Pour les scores globaux et les indicateurs individuels, les scores moyens sont indiqués. Pour les tableaux explorant les indicateurs individuels, nous fournissons également l’erreur type entre parenthèses. Tous les résultats et les calculs d’erreur type mentionnés dans cet article sont arrondis à deux décimales.
Figure 1
Rôle civique
« Le rôle civique se concentre sur le lien entre le journalisme, les citoyens et la vie publique… en les aidant à donner un sens à leurs propres communautés, et sur la façon dont ils peuvent être affectés par différentes décisions politiques » (Guide de codage JRP).
Parmi les 37 pays de l’étude JRP, le Canada a obtenu le deuxième score moyen pour le rôle civique (voir figure 1 et tableau 3). Ce rôle se présente différemment sur les différentes plateformes médiatiques et le score moyen pour certains indicateurs est particulièrement élevé dans les médias canadiens. Par exemple, pour l’indicateur « réactions des citoyens », qui correspond à une citation en style direct d’un citoyen ou une référence à l’opinion ou aux actions d’un citoyen, la moyenne canadienne de 0,18 est près du double de la moyenne internationale de 0,10 ; cependant, on observe des différences notables entre les performances du français et de l’anglais, la moyenne des contenus en anglais contenant des réactions de citoyens étant nettement supérieure à celle des contenus en français (voir tableau 5).

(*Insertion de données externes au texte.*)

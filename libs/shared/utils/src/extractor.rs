use std::sync::Arc;

use axum::{
    body::Body,
    extract::State,
    http::Request,
    middleware::Next,
    response::Response,
};

use shared_config::AppConfig;
use shared_models::auth::User;
use shared_models::error::AppError;

use crate::jwt::validate_token;

/// Validates the bearer token and injects the authenticated `User` into
/// request extensions for downstream handlers.
pub async fn auth_middleware(
    State(config): State<Arc<AppConfig>>,
    mut request: Request<Body>,
    next: Next,
) -> Result<Response, AppError> {
    let auth_header = request
        .headers()
        .get("Authorization")
        .ok_or_else(|| AppError::Auth("Missing authorization header".to_string()))?;

    let auth_value = auth_header
        .to_str()
        .map_err(|_| AppError::Auth("Invalid authorization header format".to_string()))?;

    let token = auth_value
        .strip_prefix("Bearer ")
        .ok_or_else(|| AppError::Auth("Invalid authorization header format".to_string()))?;

    let user = validate_token(token, &config.supabase_jwt_secret)
        .map_err(AppError::Auth)?;

    request.extensions_mut().insert(user);

    Ok(next.run(request).await)
}

pub fn extract_user<B>(request: &Request<B>) -> Result<User, AppError> {
    request
        .extensions()
        .get::<User>()
        .cloned()
        .ok_or_else(|| AppError::Auth("User not found in request extensions".to_string()))
}
use base64::{engine::general_purpose::URL_SAFE_NO_PAD, Engine};
use chrono::{TimeZone, Utc};
use hmac::{Hmac, Mac};
use sha2::Sha256;
use tracing::debug;

use shared_models::auth::{JwtClaims, User};

type HmacSha256 = Hmac<Sha256>;

/// Validate a Supabase-issued HS256 JWT and extract the authenticated user.
pub fn validate_token(token: &str, jwt_secret: &str) -> Result<User, String> {
    if jwt_secret.is_empty() {
        return Err("JWT secret is not set".to_string());
    }

    let mut parts = token.split('.');
    let (header_b64, claims_b64, signature_b64) =
        match (parts.next(), parts.next(), parts.next(), parts.next()) {
            (Some(h), Some(c), Some(s), None) => (h, c, s),
            _ => return Err("Invalid token format".to_string()),
        };

    let signature = URL_SAFE_NO_PAD
        .decode(signature_b64)
        .map_err(|_| "Invalid signature encoding".to_string())?;

    let mut mac = HmacSha256::new_from_slice(jwt_secret.as_bytes())
        .map_err(|_| "Failed to create HMAC".to_string())?;
    mac.update(format!("{}.{}", header_b64, claims_b64).as_bytes());

    if mac.verify_slice(&signature).is_err() {
        debug!("Token signature verification failed");
        return Err("Invalid token signature".to_string());
    }

    let claims_bytes = URL_SAFE_NO_PAD
        .decode(claims_b64)
        .map_err(|_| "Invalid claims encoding".to_string())?;

    let claims: JwtClaims = serde_json::from_slice(&claims_bytes).map_err(|e| {
        debug!("Failed to parse claims: {}", e);
        "Invalid claims format".to_string()
    })?;

    if let Some(exp) = claims.exp {
        let now = Utc::now().timestamp() as u64;
        if exp < now {
            debug!("Token expired at {} (now: {})", exp, now);
            return Err("Token expired".to_string());
        }
    }

    let created_at = claims
        .iat
        .and_then(|timestamp| Utc.timestamp_opt(timestamp as i64, 0).single());

    let user = User {
        id: claims.sub,
        email: claims.email,
        role: claims.role,
        metadata: claims.user_metadata,
        created_at,
    };

    debug!("Token validated successfully for user: {}", user.id);
    Ok(user)
}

La moyenne pour les références à l’impact politique sur une communauté sociale au Canada (par exemple, un groupe racisé ou une identité de genre) était plus du double par rapport à la moyenne internationale (voir tableau 3), et le double de la moyenne internationale pour l’impact sur la communauté locale (particulier à une zone géographique), tout comme les informations sur les activités des citoyens. Les médias de langue anglaise ont une moyenne beaucoup plus élevée pour l’impact sur la communauté locale, de 0,27 par rapport à la moyenne de 0,16 pour les médias de langue française.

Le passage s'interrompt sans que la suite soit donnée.